AppendEntriesRPC的具体实现参考PartB部分

1.4 状态机与ticket协程

根据图4的状态机,为不同的role定义不同的行为

image-20220211165031666

核心逻辑为ticker,我们为每个raft服务在初始化时启动一个ticket协程

  • 如果为Leader,只需定时发送心跳即可
  • 如果为Candidate或Follower,超时以后主动发起选举
func (rf *Raft) ticker() {
	for rf.killed() == false {
		if rf.role == Leader {
			// TODO:发送心跳包
		} else {
			time.Sleep(time.Millisecond * 10)
			rf.timeMutex.Lock()
			// check heartbeats time
			timeout := time.Since(rf.heartbeatTime) > rf.electionTimeout
			rf.timeMutex.Unlock()
			if timeout&&rf.role != Leader {
				rf.startElection()
			} else {
				continue
			}
		}
	}
}

func (rf *Raft) startElection() {
	rf.printf("start election")
	rf.mu.Lock()
	defer rf.mu.Unlock()
	rf.convertToCandidate()
	args := RequestVoteArgs{
		CandidateId:  rf.me,
		Term:         rf.currentTerm,
		LastLogIndex: rf.getLastLogIndex(),
		LastLogTerm:  rf.logs[rf.getLastLogIndex()].Term,
	}
	votedCount := 1
	for i := 0; i < len(rf.peers); i++ {
		if i == rf.me {
			// no need to request itself
			continue
		}
		go func(serverNum int, args RequestVoteArgs) {
			reply := RequestVoteReply{VoteGranted: false}
			ok := rf.sendRequestVote(serverNum, &args, &reply)
			if ok && args.Term==rf.currentTerm{
				rf.mu.Lock()
				defer rf.mu.Unlock()
				if rf.role == Candidate && reply.VoteGranted {
					// 如果同意
					votedCount++
					rf.printf("receive vote from %d",serverNum)
					if votedCount >= len(rf.peers)/2+1{
						// 当选leader
						rf.convertToLeader()
					}
				} else if !reply.VoteGranted {
					// 如果不同意
					if reply.Term > rf.currentTerm {
						rf.convertToFollower(reply.Term)
					}
				}
			}
		}(i, args)
	}
	rf.resetTime()
}

//
// the service or tester wants to create a Raft server. the ports
// of all the Raft servers (including this one) are in peers[]. this
// server's port is peers[me]. all the servers' peers[] arrays
// have the same order. persister is a place for this server to
// save its persistent state, and also initially holds the most
// recent saved state, if any. applyCh is a channel on which the
// tester or service expects Raft to send ApplyMsg messages.
// Make() must return quickly, so it should start goroutines
// for any long-running work.
//
func Make(peers []*labrpc.ClientEnd, me int,
	persister *Persister, applyCh chan ApplyMsg) *Raft {
	rf := &Raft{}
	rf.peers = peers
	rf.persister = persister
	rf.me = me

	// Your initialization code here (2A, 2B, 2C).
	rf.logs = make([]LogEntry, 0, 0)
	rf.currentTerm = 0
	rf.votedFor = -1
	rf.committedIndex = 0
	rf.lastApplied = 0
	rf.applyCh = applyCh
	rf.votedFor = -1
	rf.role = Follower
	rf.resetTime()
	rf.matchIndex = make([]int, len(peers), len(peers))
	rf.nextIndex = make([]int, len(peers), len(peers))
	rf.logs = append(rf.logs, LogEntry{Term: 0})

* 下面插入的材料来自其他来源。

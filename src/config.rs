//! Configuration types for media-dl

use serde::{Deserialize, Serialize};
use std::{path::PathBuf, time::Duration};

use crate::error::{Error, Result};

/// Download behavior configuration (directories, fetch strategy, naming)
#[derive(Clone, Debug, Serialize, Deserialize)]
pub struct DownloadConfig {
    /// Download root directory (default: "./downloads")
    #[serde(default = "default_download_dir")]
    pub download_dir: PathBuf,

    /// Fetch network pages in parallel batches instead of one at a time (default: true)
    ///
    /// This is the user-facing "parallel page downloads" preference. When disabled,
    /// pages are fetched serially and the remaining pages are abandoned as soon as the
    /// scratch directory disappears.
    #[serde(default = "default_true")]
    pub concurrent_page_fetch: bool,

    /// Number of pages or video segments fetched simultaneously per batch (default: 5)
    ///
    /// Batches run one after another; a batch finishes only when all of its fetches have.
    #[serde(default = "default_batch_size")]
    pub batch_size: usize,

    /// Extension used when a page response reveals neither a filename nor a MIME type
    #[serde(default = "default_page_extension")]
    pub default_page_extension: String,

    /// Container extension of the merged video file (default: "mp4")
    #[serde(default = "default_video_extension")]
    pub video_extension: String,

    /// Browser-like user agent added to stream requests that lack one
    #[serde(default = "default_user_agent")]
    pub user_agent: String,

    /// Per-request timeout for page, segment, playlist, cover and subtitle fetches
    #[serde(default = "default_request_timeout", with = "duration_serde")]
    pub request_timeout: Duration,
}

impl Default for DownloadConfig {
    fn default() -> Self {
        Self {
            download_dir: default_download_dir(),
            concurrent_page_fetch: true,
            batch_size: default_batch_size(),
            default_page_extension: default_page_extension(),
            video_extension: default_video_extension(),
            user_agent: default_user_agent(),
            request_timeout: default_request_timeout(),
        }
    }
}

/// Retry behavior for individual page and segment requests
#[derive(Clone, Debug, Serialize, Deserialize)]
pub struct RetryConfig {
    /// Maximum number of retry attempts after the first try (default: 2)
    #[serde(default = "default_max_attempts")]
    pub max_attempts: u32,

    /// Initial delay before first retry (default: 1 second)
    #[serde(default = "default_initial_delay", with = "duration_serde")]
    pub initial_delay: Duration,

    /// Maximum delay between retries (default: 30 seconds)
    #[serde(default = "default_max_delay", with = "duration_serde")]
    pub max_delay: Duration,

    /// Multiplier for exponential backoff (default: 2.0)
    #[serde(default = "default_backoff_multiplier")]
    pub backoff_multiplier: f64,

    /// Add random jitter to delays (default: true)
    #[serde(default = "default_true")]
    pub jitter: bool,
}

impl Default for RetryConfig {
    fn default() -> Self {
        Self {
            max_attempts: default_max_attempts(),
            initial_delay: default_initial_delay(),
            max_delay: default_max_delay(),
            backoff_multiplier: default_backoff_multiplier(),
            jitter: true,
        }
    }
}

impl RetryConfig {
    /// A configuration that never retries
    pub fn disabled() -> Self {
        Self {
            max_attempts: 0,
            ..Self::default()
        }
    }
}

/// External tool paths (ffmpeg)
#[derive(Clone, Debug, Serialize, Deserialize)]
pub struct ToolsConfig {
    /// Path to ffmpeg executable (auto-detected if None)
    #[serde(default)]
    pub ffmpeg_path: Option<PathBuf>,

    /// Whether to search PATH for ffmpeg if no explicit path is set (default: true)
    #[serde(default = "default_true")]
    pub search_path: bool,
}

impl Default for ToolsConfig {
    fn default() -> Self {
        Self {
            ffmpeg_path: None,
            search_path: true,
        }
    }
}

/// Main configuration for the download engine
#[derive(Clone, Debug, Default, Serialize, Deserialize)]
pub struct Config {
    /// Download behavior settings
    #[serde(default)]
    pub download: DownloadConfig,

    /// Request retry settings
    #[serde(default)]
    pub retry: RetryConfig,

    /// External tool paths
    #[serde(default)]
    pub tools: ToolsConfig,
}

impl Config {
    /// Download root directory
    pub fn download_dir(&self) -> &PathBuf {
        &self.download.download_dir
    }

    /// Effective fetch batch size (never zero)
    pub fn batch_size(&self) -> usize {
        self.download.batch_size.max(1)
    }

    /// Check settings that would make the engine misbehave
    pub fn validate(&self) -> Result<()> {
        if self.download.batch_size == 0 {
            return Err(Error::Config {
                message: "batch_size must be at least 1".to_string(),
                key: Some("batch_size".to_string()),
            });
        }
        if self.download.video_extension.trim().is_empty() {
            return Err(Error::Config {
                message: "video_extension must not be empty".to_string(),
                key: Some("video_extension".to_string()),
            });
        }
        if self.retry.backoff_multiplier < 1.0 {
            return Err(Error::Config {
                message: "backoff_multiplier must be >= 1.0".to_string(),
                key: Some("backoff_multiplier".to_string()),
            });
        }
        Ok(())
    }
}

fn default_download_dir() -> PathBuf {
    PathBuf::from("./downloads")
}

fn default_true() -> bool {
    true
}

fn default_batch_size() -> usize {
    5
}

fn default_page_extension() -> String {
    "png".to_string()
}

fn default_video_extension() -> String {
    "mp4".to_string()
}

fn default_user_agent() -> String {
    "Mozilla/5.0 (iPhone; CPU iPhone OS 17_0 like Mac OS X) AppleWebKit/605.1.15 \
     (KHTML, like Gecko) Version/17.0 Mobile/15E148 Safari/604.1"
        .to_string()
}

fn default_request_timeout() -> Duration {
    Duration::from_secs(60)
}

fn default_max_attempts() -> u32 {
    2
}

fn default_initial_delay() -> Duration {
    Duration::from_secs(1)
}

fn default_max_delay() -> Duration {
    Duration::from_secs(30)
}

fn default_backoff_multiplier() -> f64 {
    2.0
}

// Duration serialization helper (whole seconds)
mod duration_serde {
    use serde::{Deserialize, Deserializer, Serializer};
    use std::time::Duration;

    pub fn serialize<S>(duration: &Duration, serializer: S) -> Result<S::Ok, S::Error>
    where
        S: Serializer,
    {
        serializer.serialize_u64(duration.as_secs())
    }

    pub fn deserialize<'de, D>(deserializer: D) -> Result<Duration, D::Error>
    where
        D: Deserializer<'de>,
    {
        let secs = u64::deserialize(deserializer)?;
        Ok(Duration::from_secs(secs))
    }
}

	// initialize from state persisted before a crash
	rf.readPersist(persister.ReadRaftState())
	go rf.ticker()

	return rf
}

1.5 总结

PartA的逻辑较为简单,主要难点在于重设心跳时间的实际。如果这里出现了错误,很可能出现一种活锁,例如没有leader正在被选举,或者一旦一个leader被选出来,某个其他节点又启动一轮选举,强制最近刚选出来的leader立即退位。

我在助教写的指南中明确写道,你应该重启你的选举定时器,如果

  • a) 你收到一个来自当前 leader的AppendEntries RPC(即,如果AppendEntries参数中的term过期了,你就 应该重置你的定时器);
  • b) 你正在开启一轮选举;
  • 或者 c)你给另一个peer 票。

如果只实现RequestVoteRPC也可以通过测试,但是会有warming,因为没有心跳的存在,一个leader当选后其他raft节点无法感知,很快又会发起新一轮选举。

image-20220211144847861

解决方案就是实现一个最基本的AppendEntriesRPC来实现心跳,具体实现将放在partB中进行。

2 PartB-日志复制

2.1 测试分析

image-20220214213620591

partB的测试用例相比partA丰富了很多,在实现的过程中通过测试用例修复了非常多bug。

其中,前几个测试的逻辑都比较简单,基本都是选主➡️提交日志➡️检查日志➡️节点失联➡️节点重连等一系列流程。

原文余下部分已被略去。